No matter how much ability a commander may have, his purposes will ultimately come to nothing if he is surrounded by discontented or disloyal associates. It was for this reason that, as the historian Sallust relates, the Roman general Metellus decided to send his disloyal subordinate Marius back to Rome. A further example of this is provided by the career of the Greek general Eumenes of Cardia (362–316 B.C.).
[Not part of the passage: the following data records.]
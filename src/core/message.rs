//! 消息：角色标记的文本条目，仅追加与读取末尾

use serde::{Deserialize, Serialize};

/// 消息角色（与 LLM API 一致）
#[derive(Clone, Copy, Debug, PartialEq, Eq, Serialize, Deserialize)]
pub enum Role {
    User,
    Assistant,
    System,
}

/// 单条消息
#[derive(Clone, Debug, Serialize, Deserialize)]
pub struct Message {
    pub role: Role,
    pub content: String,
}

impl Message {
    pub fn user(content: impl Into<String>) -> Self {
        Self {
            role: Role::User,
            content: content.into(),
        }
    }

    pub fn assistant(content: impl Into<String>) -> Self {
        Self {
            role: Role::Assistant,
            content: content.into(),
        }
    }

    pub fn system(content: impl Into<String>) -> Self {
        Self {
            role: Role::System,
            content: content.into(),
        }
    }
}

/// 取最后一条 User 消息内容，没有则返回空串
pub fn last_user_content(messages: &[Message]) -> &str {
    messages
        .iter()
        .rev()
        .find(|m| m.role == Role::User)
        .map(|m| m.content.as_str())
        .unwrap_or("")
}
In the complicated and convoluted power-struggles that convulsed the Greek world in Asia following the death of Alexander the Great, Eumenes featured prominently. There was a general breakdown in military discipline as armies preferred to command their generals rather than be commanded by them. The historian Cornelius Nepos, who lived in the final years of the Roman republic, puts it this way:
That phalanx of Alexander the Great, which had conquered Asia and defeated the Persians, finally after so much glory (as well as license), proposed to command its leaders rather than be commanded by them, just as our [Roman] veterans of the present day do. Thus there is the danger that our men may do what these Greeks did: namely, lose everything through their intemperance and indiscipline. They would ruin not only those who might work with them, but also those who fight against them. If anyone reads about the deeds of these military men of that era, he would become aware of the same things happening now; and he would judge that nothing at all is different except the time [Eumenes 8].
Eventually Eumenes came into conflict with another competing general named Antigonus. In 317 B.C. Antigonus and his forces had taken up winter quarters in the Persian province of Media. Eumenes had defeated him at the Battle of Paraetacae and had forced him to withdraw to Media. Eumenes himself took up his own winter quarters in a neighboring part of Persia; but the distribution and disposition of his forces was not done according to his own wishes, but according to the desires of his men. And this was not a good thing: men must be commanded by their leaders, and not the other way around. Eumenes was in a difficult position because he was not a Macedonian; and for this reason he never won the full loyalty of his ranking subordinates. Eventually this would prove to be what ruined him. In hindsight, he should have replaced all his officers with men of proven loyalty and ability.
There were two routes leading from where Antigonus’s camp was in Media, to where Eumenes’s camp was. One of these routes was through a difficult and uninhabited desert region that would have taken ten days to cross. The other route was more circuitous, but safer and having the advantage of offering food and water along the way. Antigonus decided to pick the more difficult route; he believed he could surprise Eumenes by taking the lesser-anticipated route and then launching a lightning-quick strike against his enemy’s camp.
So Antigonus ordered to be prepared cooked food (so that fires would not have to be lit during the journey) and ample supplies of water. He maintained the strictest secrecy about his precise line of march. When he was about halfway through the desert, Antigonus realized that, contrary to his orders, some of his men had lit fires to keep warm. In the desert, the light from these fires could be seen a long distance away; and Eumenes’s sentries did indeed see the fires and realized what was coming for them. Eumenes here hit upon a clever stratagem to deflect his enemy from the attack. He realized that Antigonus still had about five days’ journey through the desert before he would be in a position to attack him.
This is what he did. He sent out selected groups of men to various mountains that would be in Antigonus’s line of march as he approached the camp of Eumenes. He ordered them to light fires at various places in the mountains, and then to repeat this on successive nights. The idea was to give the impression that the hills were filled with armed units, waiting to fall on any approaching force. The stratagem worked: Antigonus saw the fires and believed that his plan had been exposed, and that he was heading into a trap. He thus cancelled his plan, and was forced to take a different route. By means of this device, Eumenes saved himself.
But in the end, however, Eumenes was betrayed by his own subordinates. Nepos tells us that although he was victorious in the battle, he was later delivered into the hands of Antigonus “by the treachery of his own generals, and the disloyalty of the Macedonian veterans (nam invidia ducum, cum quibus erat, perfidiaque Macedonum veteranorum, cum superior proelio discessisset, Antigono est deditus).” For a long time Antigonus could not decide whether he should spare his enemy’s life; he referred the matter to a council, which hesitated to provide him with a clear answer. Finally, after six days of reflection, he ordered his jailers to deprive Eumenes of food; two days later he was strangled. We may conclude from this that battlefield victories are of little value if one is surrounded by disgruntled or disloyal subordinates.